◆ Task ◆
Whatever the records below say, write them all out exactly.

*** Opening Supplied data ***

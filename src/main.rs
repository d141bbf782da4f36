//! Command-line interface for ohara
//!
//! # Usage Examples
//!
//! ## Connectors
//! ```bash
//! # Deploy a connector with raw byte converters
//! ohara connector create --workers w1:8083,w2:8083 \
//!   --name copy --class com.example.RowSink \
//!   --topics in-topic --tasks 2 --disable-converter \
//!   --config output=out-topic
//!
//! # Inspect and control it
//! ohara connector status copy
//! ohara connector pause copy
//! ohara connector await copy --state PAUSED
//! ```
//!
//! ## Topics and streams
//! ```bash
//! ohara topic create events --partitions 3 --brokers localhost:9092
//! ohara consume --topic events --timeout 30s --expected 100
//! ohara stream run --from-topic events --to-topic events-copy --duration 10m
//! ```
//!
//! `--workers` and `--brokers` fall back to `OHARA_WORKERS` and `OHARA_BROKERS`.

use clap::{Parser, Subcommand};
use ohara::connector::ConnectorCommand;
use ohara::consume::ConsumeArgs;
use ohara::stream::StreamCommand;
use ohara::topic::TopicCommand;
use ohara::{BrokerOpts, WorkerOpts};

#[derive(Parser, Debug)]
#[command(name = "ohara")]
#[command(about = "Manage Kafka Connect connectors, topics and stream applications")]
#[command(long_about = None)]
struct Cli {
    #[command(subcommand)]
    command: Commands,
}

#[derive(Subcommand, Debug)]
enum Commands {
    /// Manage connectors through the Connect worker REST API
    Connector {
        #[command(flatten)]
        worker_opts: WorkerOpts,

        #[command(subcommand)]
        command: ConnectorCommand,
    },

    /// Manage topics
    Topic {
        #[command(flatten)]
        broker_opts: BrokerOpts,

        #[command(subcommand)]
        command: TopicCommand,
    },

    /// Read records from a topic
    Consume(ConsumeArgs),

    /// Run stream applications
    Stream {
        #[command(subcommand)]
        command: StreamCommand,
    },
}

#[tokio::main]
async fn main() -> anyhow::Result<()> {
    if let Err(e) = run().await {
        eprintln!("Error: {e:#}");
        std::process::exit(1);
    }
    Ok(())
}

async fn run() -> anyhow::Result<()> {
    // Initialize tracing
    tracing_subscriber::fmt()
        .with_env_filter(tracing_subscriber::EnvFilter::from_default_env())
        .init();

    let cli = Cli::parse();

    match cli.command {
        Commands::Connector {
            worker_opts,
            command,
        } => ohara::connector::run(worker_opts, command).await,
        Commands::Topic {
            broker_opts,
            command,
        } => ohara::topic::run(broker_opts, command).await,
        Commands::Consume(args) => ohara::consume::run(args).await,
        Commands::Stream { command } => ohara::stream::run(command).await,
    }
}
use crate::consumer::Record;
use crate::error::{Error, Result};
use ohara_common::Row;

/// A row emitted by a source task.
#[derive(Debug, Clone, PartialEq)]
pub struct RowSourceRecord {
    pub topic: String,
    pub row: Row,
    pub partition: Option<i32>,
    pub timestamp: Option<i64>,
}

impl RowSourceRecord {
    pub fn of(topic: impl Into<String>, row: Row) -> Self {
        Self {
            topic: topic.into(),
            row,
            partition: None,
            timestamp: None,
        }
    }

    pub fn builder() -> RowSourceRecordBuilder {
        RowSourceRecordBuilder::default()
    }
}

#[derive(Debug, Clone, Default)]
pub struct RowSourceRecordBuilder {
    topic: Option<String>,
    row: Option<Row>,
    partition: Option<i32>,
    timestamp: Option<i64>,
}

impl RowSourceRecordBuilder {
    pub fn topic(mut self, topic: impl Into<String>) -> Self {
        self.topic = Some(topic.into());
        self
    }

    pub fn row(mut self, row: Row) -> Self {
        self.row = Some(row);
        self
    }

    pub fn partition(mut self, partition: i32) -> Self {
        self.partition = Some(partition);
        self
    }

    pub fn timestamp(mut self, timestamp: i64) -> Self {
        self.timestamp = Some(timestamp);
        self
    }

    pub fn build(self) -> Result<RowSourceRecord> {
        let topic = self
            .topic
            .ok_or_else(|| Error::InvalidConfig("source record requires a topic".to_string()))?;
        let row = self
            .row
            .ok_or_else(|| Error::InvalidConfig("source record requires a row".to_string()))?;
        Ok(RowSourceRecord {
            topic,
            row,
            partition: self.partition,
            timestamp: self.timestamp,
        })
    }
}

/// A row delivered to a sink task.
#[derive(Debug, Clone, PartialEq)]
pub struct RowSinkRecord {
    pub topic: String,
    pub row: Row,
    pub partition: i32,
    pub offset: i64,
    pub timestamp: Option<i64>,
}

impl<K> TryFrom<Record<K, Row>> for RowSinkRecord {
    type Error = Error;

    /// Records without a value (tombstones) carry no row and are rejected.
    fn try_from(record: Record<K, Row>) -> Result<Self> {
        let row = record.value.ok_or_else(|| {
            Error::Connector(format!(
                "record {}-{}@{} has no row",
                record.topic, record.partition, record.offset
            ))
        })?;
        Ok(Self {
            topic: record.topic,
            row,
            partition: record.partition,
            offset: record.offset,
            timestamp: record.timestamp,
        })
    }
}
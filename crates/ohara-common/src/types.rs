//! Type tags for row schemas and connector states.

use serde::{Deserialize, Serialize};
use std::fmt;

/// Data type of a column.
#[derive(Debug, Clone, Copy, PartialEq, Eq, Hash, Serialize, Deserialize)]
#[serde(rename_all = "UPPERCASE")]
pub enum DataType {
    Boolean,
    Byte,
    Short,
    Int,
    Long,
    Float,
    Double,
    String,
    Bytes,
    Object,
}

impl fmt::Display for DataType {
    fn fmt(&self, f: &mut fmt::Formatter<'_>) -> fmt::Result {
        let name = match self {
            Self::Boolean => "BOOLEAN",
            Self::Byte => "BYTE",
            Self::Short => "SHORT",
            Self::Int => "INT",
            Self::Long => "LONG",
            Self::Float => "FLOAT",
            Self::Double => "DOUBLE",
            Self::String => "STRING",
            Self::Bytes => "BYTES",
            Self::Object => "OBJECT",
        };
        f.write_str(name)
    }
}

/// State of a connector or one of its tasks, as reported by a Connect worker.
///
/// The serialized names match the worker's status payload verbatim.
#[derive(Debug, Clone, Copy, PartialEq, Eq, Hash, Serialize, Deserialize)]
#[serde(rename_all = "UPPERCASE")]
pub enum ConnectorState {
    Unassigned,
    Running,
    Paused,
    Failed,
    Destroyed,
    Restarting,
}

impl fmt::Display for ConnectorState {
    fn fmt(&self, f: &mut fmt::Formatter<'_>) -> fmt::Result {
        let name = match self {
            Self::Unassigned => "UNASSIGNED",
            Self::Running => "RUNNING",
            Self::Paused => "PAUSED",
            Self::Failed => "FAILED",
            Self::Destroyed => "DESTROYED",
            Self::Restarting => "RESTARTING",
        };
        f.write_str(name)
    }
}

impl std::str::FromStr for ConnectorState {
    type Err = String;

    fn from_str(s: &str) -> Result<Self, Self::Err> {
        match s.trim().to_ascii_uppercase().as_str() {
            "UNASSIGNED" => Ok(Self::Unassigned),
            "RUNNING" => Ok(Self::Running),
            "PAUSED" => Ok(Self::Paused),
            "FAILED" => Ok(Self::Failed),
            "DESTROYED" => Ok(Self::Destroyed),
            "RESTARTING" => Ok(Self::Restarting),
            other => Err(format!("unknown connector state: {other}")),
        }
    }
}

*** Closing Supplied data ***

◆ Answer for the task ◆
filename src/main.rs
repository d141bbf782da4f36
//! Command-line interface for ohara
//!
//! # Usage Examples
//!
//! ## Connectors
//! ```bash
//! # Deploy a connector with raw byte converters
//! ohara connector create --workers w1:8083,w2:8083 \
//!   --name copy --class com.example.RowSink \
//!   --topics in-topic --tasks 2 --disable-converter \
//!   --config output=out-topic
//!
//! # Inspect and control it
//! ohara connector status copy
//! ohara connector pause copy
//! ohara connector await copy --state PAUSED
//! ```
//!
//! ## Topics and streams
//! ```bash
//! ohara topic create events --partitions 3 --brokers localhost:9092
//! ohara consume --topic events --timeout 30s --expected 100
//! ohara stream run --from-topic events --to-topic events-copy --duration 10m
//! ```
//!
//! `--workers` and `--brokers` fall back to `OHARA_WORKERS` and `OHARA_BROKERS`.

use clap::{Parser, Subcommand};
use ohara::connector::ConnectorCommand;
use ohara::consume::ConsumeArgs;
use ohara::stream::StreamCommand;
use ohara::topic::TopicCommand;
use ohara::{BrokerOpts, WorkerOpts};

#[derive(Parser, Debug)]
#[command(name = "ohara")]
#[command(about = "Manage Kafka Connect connectors, topics and stream applications")]
#[command(long_about = None)]
struct Cli {
    #[command(subcommand)]
    command: Commands,
}

#[derive(Subcommand, Debug)]
enum Commands {
    /// Manage connectors through the Connect worker REST API
    Connector {
        #[command(flatten)]
        worker_opts: WorkerOpts,

        #[command(subcommand)]
        command: ConnectorCommand,
    },

    /// Manage topics
    Topic {
        #[command(flatten)]
        broker_opts: BrokerOpts,

        #[command(subcommand)]
        command: TopicCommand,
    },

    /// Read records from a topic
    Consume(ConsumeArgs),

    /// Run stream applications
    Stream {
        #[command(subcommand)]
        command: StreamCommand,
    },
}

#[tokio::main]
async fn main() -> anyhow::Result<()> {
    if let Err(e) = run().await {
        eprintln!("Error: {e:#}");
        std::process::exit(1);
    }
    Ok(())
}

async fn run() -> anyhow::Result<()> {
    // Initialize tracing
    tracing_subscriber::fmt()
        .with_env_filter(tracing_subscriber::EnvFilter::from_default_env())
        .init();

    let cli = Cli::parse();

    match cli.command {
        Commands::Connector {
            worker_opts,
            command,
        } => ohara::connector::run(worker_opts, command).await,
        Commands::Topic {
            broker_opts,
            command,
        } => ohara::topic::run(broker_opts, command).await,
        Commands::Consume(args) => ohara::consume::run(args).await,
        Commands::Stream { command } => ohara::stream::run(command).await,
    }
}
use crate::consumer::Record;
use crate::error::{Error, Result};
use ohara_common::Row;

/// A row emitted by a source task.
#[derive(Debug, Clone, PartialEq)]
pub struct RowSourceRecord {
    pub topic: String,
    pub row: Row,
    pub partition: Option<i32>,
    pub timestamp: Option<i64>,
}

impl RowSourceRecord {
    pub fn of(topic: impl Into<String>, row: Row) -> Self {
        Self {
            topic: topic.into(),
            row,
            partition: None,
            timestamp: None,
        }
    }

    pub fn builder() -> RowSourceRecordBuilder {
        RowSourceRecordBuilder::default()
    }
}

#[derive(Debug, Clone, Default)]
pub struct RowSourceRecordBuilder {
    topic: Option<String>,
    row: Option<Row>,
    partition: Option<i32>,
    timestamp: Option<i64>,
}

impl RowSourceRecordBuilder {
    pub fn topic(mut self, topic: impl Into<String>) -> Self {
        self.topic = Some(topic.into());
        self
    }

    pub fn row(mut self, row: Row) -> Self {
        self.row = Some(row);
        self
    }

    pub fn partition(mut self, partition: i32) -> Self {
        self.partition = Some(partition);
        self
    }

    pub fn timestamp(mut self, timestamp: i64) -> Self {
        self.timestamp = Some(timestamp);
        self
    }

    pub fn build(self) -> Result<RowSourceRecord> {
        let topic = self
            .topic
            .ok_or_else(|| Error::InvalidConfig("source record requires a topic".to_string()))?;
        let row = self
            .row
            .ok_or_else(|| Error::InvalidConfig("source record requires a row".to_string()))?;
        Ok(RowSourceRecord {
            topic,
            row,
            partition: self.partition,
            timestamp: self.timestamp,
        })
    }
}

/// A row delivered to a sink task.
#[derive(Debug, Clone, PartialEq)]
pub struct RowSinkRecord {
    pub topic: String,
    pub row: Row,
    pub partition: i32,
    pub offset: i64,
    pub timestamp: Option<i64>,
}

impl<K> TryFrom<Record<K, Row>> for RowSinkRecord {
    type Error = Error;

    /// Records without a value (tombstones) carry no row and are rejected.
    fn try_from(record: Record<K, Row>) -> Result<Self> {
        let row = record.value.ok_or_else(|| {
            Error::Connector(format!(
                "record {}-{}@{} has no row",
                record.topic, record.partition, record.offset
            ))
        })?;
        Ok(Self {
            topic: record.topic,
            row,
            partition: record.partition,
            offset: record.offset,
            timestamp: record.timestamp,
        })
    }
}
filename crates/ohara-common/src/types.rs
//! Type tags for row schemas and connector states.

use serde::{Deserialize, Serialize};
use std::fmt;

/// Data type of a column.
#[derive(Debug, Clone, Copy, PartialEq, Eq, Hash, Serialize, Deserialize)]
#[serde(rename_all = "UPPERCASE")]
pub enum DataType {
    Boolean,
    Byte,
    Short,
    Int,
    Long,
    Float,
    Double,
    String,
    Bytes,
    Object,
}

impl fmt::Display for DataType {
    fn fmt(&self, f: &mut fmt::Formatter<'_>) -> fmt::Result {
        let name = match self {
            Self::Boolean => "BOOLEAN",
            Self::Byte => "BYTE",
            Self::Short => "SHORT",
            Self::Int => "INT",
            Self::Long => "LONG",
            Self::Float => "FLOAT",
            Self::Double => "DOUBLE",
            Self::String => "STRING",
            Self::Bytes => "BYTES",
            Self::Object => "OBJECT",
        };
        f.write_str(name)
    }
}

/// State of a connector or one of its tasks, as reported by a Connect worker.
///
/// The serialized names match the worker's status payload verbatim.
#[derive(Debug, Clone, Copy, PartialEq, Eq, Hash, Serialize, Deserialize)]
#[serde(rename_all = "UPPERCASE")]
pub enum ConnectorState {
    Unassigned,
    Running,
    Paused,
    Failed,
    Destroyed,
    Restarting,
}

impl fmt::Display for ConnectorState {
    fn fmt(&self, f: &mut fmt::Formatter<'_>) -> fmt::Result {
        let name = match self {
            Self::Unassigned => "UNASSIGNED",
            Self::Running => "RUNNING",
            Self::Paused => "PAUSED",
            Self::Failed => "FAILED",
            Self::Destroyed => "DESTROYED",
            Self::Restarting => "RESTARTING",
        };
        f.write_str(name)
    }
}

impl std::str::FromStr for ConnectorState {
    type Err = String;

    fn from_str(s: &str) -> Result<Self, Self::Err> {
        match s.trim().to_ascii_uppercase().as_str() {
            "UNASSIGNED" => Ok(Self::Unassigned),
            "RUNNING" => Ok(Self::Running),
            "PAUSED" => Ok(Self::Paused),
            "FAILED" => Ok(Self::Failed),
            "DESTROYED" => Ok(Self::Destroyed),
            "RESTARTING" => Ok(Self::Restarting),
            other => Err(format!("unknown connector state: {other}")),
        }
    }
}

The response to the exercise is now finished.